[SUPPLIED RECORDS]:
---*---
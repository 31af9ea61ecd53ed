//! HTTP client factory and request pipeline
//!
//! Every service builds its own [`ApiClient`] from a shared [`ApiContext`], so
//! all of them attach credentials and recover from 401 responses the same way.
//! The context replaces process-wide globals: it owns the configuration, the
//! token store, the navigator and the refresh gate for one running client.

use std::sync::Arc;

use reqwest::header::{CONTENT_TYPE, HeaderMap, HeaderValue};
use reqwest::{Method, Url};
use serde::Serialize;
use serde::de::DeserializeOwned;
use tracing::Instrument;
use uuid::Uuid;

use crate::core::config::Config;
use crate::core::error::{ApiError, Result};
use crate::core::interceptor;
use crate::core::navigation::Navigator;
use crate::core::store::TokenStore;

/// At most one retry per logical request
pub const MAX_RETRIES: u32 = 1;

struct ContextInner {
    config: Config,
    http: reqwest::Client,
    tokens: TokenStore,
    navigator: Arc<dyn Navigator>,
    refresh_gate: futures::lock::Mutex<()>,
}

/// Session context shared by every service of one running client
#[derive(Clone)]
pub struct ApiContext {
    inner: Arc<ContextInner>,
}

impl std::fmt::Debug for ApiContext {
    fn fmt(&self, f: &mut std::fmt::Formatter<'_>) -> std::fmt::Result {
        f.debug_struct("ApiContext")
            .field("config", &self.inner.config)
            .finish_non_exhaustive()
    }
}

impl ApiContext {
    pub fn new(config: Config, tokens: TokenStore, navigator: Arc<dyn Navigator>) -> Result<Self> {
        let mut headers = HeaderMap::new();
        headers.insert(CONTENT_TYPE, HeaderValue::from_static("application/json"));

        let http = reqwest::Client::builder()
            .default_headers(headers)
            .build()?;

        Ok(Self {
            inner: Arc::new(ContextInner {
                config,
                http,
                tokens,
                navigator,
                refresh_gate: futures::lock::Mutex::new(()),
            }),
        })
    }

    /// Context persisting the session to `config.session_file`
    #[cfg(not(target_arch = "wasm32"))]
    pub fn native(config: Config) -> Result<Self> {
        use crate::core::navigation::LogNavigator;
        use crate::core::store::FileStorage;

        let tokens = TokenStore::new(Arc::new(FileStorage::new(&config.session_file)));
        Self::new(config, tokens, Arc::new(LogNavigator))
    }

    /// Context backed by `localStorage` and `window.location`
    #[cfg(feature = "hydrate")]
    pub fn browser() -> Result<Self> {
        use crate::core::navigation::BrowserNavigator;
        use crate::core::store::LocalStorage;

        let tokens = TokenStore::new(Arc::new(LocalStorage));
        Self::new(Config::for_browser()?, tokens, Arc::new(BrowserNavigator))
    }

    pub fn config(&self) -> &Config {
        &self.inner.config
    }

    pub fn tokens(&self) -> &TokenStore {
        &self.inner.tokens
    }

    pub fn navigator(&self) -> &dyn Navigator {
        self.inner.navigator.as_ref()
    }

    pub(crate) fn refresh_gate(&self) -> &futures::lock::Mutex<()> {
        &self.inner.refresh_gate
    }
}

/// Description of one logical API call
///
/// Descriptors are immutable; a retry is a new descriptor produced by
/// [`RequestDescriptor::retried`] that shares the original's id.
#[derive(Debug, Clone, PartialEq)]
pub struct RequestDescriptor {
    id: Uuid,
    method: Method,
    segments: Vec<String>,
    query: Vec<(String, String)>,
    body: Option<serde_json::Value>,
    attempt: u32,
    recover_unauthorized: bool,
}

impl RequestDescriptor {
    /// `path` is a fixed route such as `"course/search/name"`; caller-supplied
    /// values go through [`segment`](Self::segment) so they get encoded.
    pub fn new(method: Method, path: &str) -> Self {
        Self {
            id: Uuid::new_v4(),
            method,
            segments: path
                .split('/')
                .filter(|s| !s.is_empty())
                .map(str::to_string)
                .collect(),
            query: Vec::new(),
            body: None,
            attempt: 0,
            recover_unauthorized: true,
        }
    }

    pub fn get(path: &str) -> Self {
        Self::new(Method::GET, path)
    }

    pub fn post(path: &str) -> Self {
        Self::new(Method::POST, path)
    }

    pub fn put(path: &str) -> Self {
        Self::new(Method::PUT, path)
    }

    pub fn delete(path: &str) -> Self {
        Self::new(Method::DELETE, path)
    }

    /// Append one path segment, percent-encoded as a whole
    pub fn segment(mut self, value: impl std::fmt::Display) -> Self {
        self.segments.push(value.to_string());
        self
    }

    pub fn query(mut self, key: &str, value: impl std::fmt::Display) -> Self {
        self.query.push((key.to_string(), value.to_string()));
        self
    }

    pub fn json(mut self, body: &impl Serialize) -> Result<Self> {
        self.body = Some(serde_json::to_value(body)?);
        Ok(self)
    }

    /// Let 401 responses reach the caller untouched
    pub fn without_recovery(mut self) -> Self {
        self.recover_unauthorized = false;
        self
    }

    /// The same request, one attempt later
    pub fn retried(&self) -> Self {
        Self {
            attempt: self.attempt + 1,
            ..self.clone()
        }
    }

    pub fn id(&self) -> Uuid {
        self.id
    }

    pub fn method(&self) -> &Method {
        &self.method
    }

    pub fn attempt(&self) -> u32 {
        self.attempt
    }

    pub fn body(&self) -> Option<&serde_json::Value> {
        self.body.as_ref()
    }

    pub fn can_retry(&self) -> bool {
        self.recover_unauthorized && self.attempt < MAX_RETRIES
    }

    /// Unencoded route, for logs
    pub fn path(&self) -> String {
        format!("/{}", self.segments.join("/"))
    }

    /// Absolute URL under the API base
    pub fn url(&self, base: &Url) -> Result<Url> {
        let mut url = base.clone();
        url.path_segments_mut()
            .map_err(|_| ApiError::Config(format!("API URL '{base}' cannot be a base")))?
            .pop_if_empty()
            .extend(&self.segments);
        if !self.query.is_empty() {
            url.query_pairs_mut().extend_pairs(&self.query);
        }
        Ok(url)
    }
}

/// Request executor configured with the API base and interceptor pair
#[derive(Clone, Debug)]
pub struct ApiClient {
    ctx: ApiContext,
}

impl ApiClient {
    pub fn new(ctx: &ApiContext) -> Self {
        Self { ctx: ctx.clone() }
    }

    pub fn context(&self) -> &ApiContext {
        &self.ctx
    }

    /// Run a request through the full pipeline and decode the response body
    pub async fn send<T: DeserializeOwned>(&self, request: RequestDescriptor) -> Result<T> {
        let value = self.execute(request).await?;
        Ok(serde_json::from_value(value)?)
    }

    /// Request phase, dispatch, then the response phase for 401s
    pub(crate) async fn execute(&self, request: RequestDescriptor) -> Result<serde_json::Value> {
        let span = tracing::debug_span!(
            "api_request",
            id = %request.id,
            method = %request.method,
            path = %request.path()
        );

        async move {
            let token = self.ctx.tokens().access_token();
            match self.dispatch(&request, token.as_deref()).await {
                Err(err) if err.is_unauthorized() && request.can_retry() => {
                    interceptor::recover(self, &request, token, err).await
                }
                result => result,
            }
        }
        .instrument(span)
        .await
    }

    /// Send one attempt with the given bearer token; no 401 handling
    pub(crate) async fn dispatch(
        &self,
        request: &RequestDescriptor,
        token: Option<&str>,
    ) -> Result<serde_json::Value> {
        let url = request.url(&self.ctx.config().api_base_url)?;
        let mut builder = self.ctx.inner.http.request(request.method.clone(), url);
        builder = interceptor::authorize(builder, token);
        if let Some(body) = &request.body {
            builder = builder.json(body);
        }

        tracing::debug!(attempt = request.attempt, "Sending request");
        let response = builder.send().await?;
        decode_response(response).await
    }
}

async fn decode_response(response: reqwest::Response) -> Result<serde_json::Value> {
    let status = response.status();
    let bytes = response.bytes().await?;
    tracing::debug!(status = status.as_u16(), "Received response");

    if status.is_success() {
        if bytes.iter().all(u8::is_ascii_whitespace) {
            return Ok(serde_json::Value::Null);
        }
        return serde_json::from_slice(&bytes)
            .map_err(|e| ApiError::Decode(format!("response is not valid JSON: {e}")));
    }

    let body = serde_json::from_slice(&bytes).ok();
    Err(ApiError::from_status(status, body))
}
---*---
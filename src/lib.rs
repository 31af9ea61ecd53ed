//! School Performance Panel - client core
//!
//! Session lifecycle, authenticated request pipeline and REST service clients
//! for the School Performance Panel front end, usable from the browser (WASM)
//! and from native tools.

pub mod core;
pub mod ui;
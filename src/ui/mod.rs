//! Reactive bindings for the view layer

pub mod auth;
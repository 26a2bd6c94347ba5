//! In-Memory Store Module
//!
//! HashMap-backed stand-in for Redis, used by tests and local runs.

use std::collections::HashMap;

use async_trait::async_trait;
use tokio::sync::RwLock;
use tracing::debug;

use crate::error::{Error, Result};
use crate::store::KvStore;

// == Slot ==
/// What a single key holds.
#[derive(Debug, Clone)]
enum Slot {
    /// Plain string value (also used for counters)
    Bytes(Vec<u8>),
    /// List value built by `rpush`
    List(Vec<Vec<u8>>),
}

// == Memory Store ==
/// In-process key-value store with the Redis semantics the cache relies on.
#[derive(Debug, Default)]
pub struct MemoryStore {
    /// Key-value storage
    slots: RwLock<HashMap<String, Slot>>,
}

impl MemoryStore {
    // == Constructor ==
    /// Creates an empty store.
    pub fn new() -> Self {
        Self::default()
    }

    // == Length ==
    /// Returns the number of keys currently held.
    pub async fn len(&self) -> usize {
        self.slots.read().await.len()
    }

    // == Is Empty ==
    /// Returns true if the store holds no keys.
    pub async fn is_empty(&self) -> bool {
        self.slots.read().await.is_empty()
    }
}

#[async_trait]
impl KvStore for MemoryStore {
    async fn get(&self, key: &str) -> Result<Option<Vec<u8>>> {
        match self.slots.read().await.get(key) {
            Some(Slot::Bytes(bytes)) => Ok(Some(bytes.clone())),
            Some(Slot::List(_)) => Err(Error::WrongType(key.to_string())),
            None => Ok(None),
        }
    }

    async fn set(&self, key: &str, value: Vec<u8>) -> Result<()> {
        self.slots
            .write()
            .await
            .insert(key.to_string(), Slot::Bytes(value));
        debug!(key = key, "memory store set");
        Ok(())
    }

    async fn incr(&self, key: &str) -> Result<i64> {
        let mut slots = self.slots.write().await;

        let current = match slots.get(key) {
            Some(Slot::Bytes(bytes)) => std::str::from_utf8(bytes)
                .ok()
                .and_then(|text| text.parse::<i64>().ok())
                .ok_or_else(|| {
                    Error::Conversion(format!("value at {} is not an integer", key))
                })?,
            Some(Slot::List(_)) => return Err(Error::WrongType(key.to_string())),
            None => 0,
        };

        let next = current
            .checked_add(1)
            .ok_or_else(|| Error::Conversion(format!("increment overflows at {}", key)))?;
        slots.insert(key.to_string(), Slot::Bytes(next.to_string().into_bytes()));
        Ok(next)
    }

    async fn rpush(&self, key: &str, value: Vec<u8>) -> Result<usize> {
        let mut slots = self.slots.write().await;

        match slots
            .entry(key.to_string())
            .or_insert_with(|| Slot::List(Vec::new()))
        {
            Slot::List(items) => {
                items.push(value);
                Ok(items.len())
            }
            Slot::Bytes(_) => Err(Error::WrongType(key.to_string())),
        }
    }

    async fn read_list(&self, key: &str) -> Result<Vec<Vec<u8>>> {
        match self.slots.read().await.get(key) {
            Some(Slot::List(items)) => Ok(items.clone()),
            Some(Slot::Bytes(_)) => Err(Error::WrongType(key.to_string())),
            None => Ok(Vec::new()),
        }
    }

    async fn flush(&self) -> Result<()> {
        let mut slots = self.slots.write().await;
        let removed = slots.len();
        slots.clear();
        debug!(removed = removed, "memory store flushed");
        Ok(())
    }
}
---*---
[WHAT IS NEEDED]: Your reply should hold all the lines from the listing above in which "LogNavigator" appears.

[OUTPUT]:
        use crate::core::navigation::LogNavigator;
        Self::new(config, tokens, Arc::new(LogNavigator))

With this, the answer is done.